どういうことかというと、「5」という数字を見たときに、何かが5つある様子が映像として頭のなかに浮かぶようにということです。

「そんなの当たり前じゃないか」と大人は思うのですが、小さい頃から「紙の上での計算」ばかりやってきた子の中には、意外に「5は5番目というだけじゃなく、5つの『量』だ」という感覚が希薄な子が多いのです。

小さなお子さんのお母さんには、ごく小さい頃はおはじきや積み木をいっしょに数え、お子さんが10まで数えられるようになり、「10は10個なにかがあること」と認識できるようになったと感じるようになったら「あわせて10」ゲームをお勧めしています。

【「あわせて10」ゲームとは】

簡単な遊びです。お母さんが「7と?」と聞いたら、お子さんが「3」と答える、というやりとりをゲーム感覚で行います。

ふとした時、お買い物の最中とか夕食のときに、突然始まったりします。

この習慣は小学校に上がるまでだけでなく、学年が上がっていっても「合わせて100」「合わせて1000」ゲームとして発展させていくといいと思います。

「組み合わせを全部覚える」のではなく、「47と?」と聞かれたとき「47は50より少し小さな数だから、50より少し大きな数を足すと100になるぞ」という感覚を養うのが目的です。

数を「量」としてとらえる感覚が希薄な子は、

7 + 5 のような計算で

5 = 3 + 2 

だから

7 + 5 = 7 + 3 + 2

だから

10 + 2 = 12

(小学校ではこう習うと思います)

という感覚に馴染めず、「8,9,10,11,12」といつまでも指折り数える様になってしまうことがあります。

「数は順番」という感覚だけが強くなってしまっているのです。

ぜひ小学校に上がるまでに(上がってからも)「数は量」という感覚を育んであげてください。

お子さんが高学年でもときどき「68と?」と声をかけてみてください。

「32」と即座に返ってきたらOKです。

  • 中学受験の算数ができるようになるには

■塾通いは必須?どんな塾がいいの?

特殊な場合を除いて、中学受験をするなら塾はほぼ必須だと思います。

通塾を始める時期ですが、私たちがお勧めしているのが3年生の2月。

学校で4年生に上がる直前ですが、塾の新年度は2月に始まるので、新4年生としての入塾です。

理由は簡単で、ほとんどの大手進学塾のカリキュラムが、4年生〜6年生の3年間で中学受験に必要な知識や解法のすべてを学習するという内容になっているからです。

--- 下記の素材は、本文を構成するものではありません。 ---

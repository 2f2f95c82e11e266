use super::{
    Interval, NumConstant,
    utils::{JsonValueError, normal},
};
use rand::Rng;
use rand_distr::Distribution;
use serde::Deserialize;
use std::collections::VecDeque;

#[derive(Clone, Debug, Deserialize)]
#[serde(rename_all = "kebab-case")]
pub(crate) struct NoiseSource {
    attributes: NoiseAttributes,
    /// Length of the moving average window to apply to the noise.
    /// If no smoothing is required, set this to
    /// ```json
    /// "smoothing-window-length": { "const": 1 }
    /// ```
    smoothing_window_length: NumConstant<usize>,
}

impl NoiseSource {
    pub(crate) fn sample<R: Rng>(&self, rng: &mut R) -> Result<f64, JsonValueError> {
        match &self.attributes {
            NoiseAttributes::Uniform(Interval { min, max }) => {
                let (min, max) = (min.value()?, max.value()?);
                Ok((max - min) * rng.random::<f64>() + min)
            }
            NoiseAttributes::Gaussian { mean, sd } => {
                Ok(normal(mean.value()?, sd.value()?)?.sample(rng))
            }
        }
    }
}

#[derive(Clone, Debug, Deserialize)]
#[serde(
    rename_all = "kebab-case",
    rename_all_fields = "kebab-case",
    tag = "noise-type"
)]
pub(crate) enum NoiseAttributes {
    Uniform(Interval<NumConstant<f64>>),
    Gaussian {
        mean: NumConstant<f64>,
        sd: NumConstant<f64>,
    },
}

/// Adds smoothed noise from a [NoiseSource] to consecutive samples of a trace.
pub(crate) struct Noise<'a> {
    source: &'a NoiseSource,
    prev: VecDeque<f64>,
}

impl<'a> Noise<'a> {
    pub(crate) fn new(source: &'a NoiseSource) -> Self {
        Self {
            source,
            prev: Default::default(),
        }
    }

    pub(crate) fn noisify<R: Rng>(
        &mut self,
        value: f64,
        rng: &mut R,
    ) -> Result<f64, JsonValueError> {
        let window_len = self.source.smoothing_window_length.value()?.max(1);
        if self.prev.len() >= window_len {
            self.prev.pop_front();
        }
        self.prev.push_back(self.source.sample(rng)?);
        Ok(value + self.prev.iter().sum::<f64>() / self.prev.len() as f64)
    }
}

年齢的にも上記の「9歳の壁」を超えるころにあたりますから、中学受験の勉強を始めるには「ちょうどよい」年令なのです。

塾選びの視点はいくつかありますが、多くのご家庭では

・ 通塾の問題(近くに教室はあるか・通塾路の安全性はどうか・送迎などがあるかなど)

・ 塾のタイプ(我が子の学力レベルに合っているか・志望校のレベルに合っているか・我が子の志望校の対策を得意としているかなど)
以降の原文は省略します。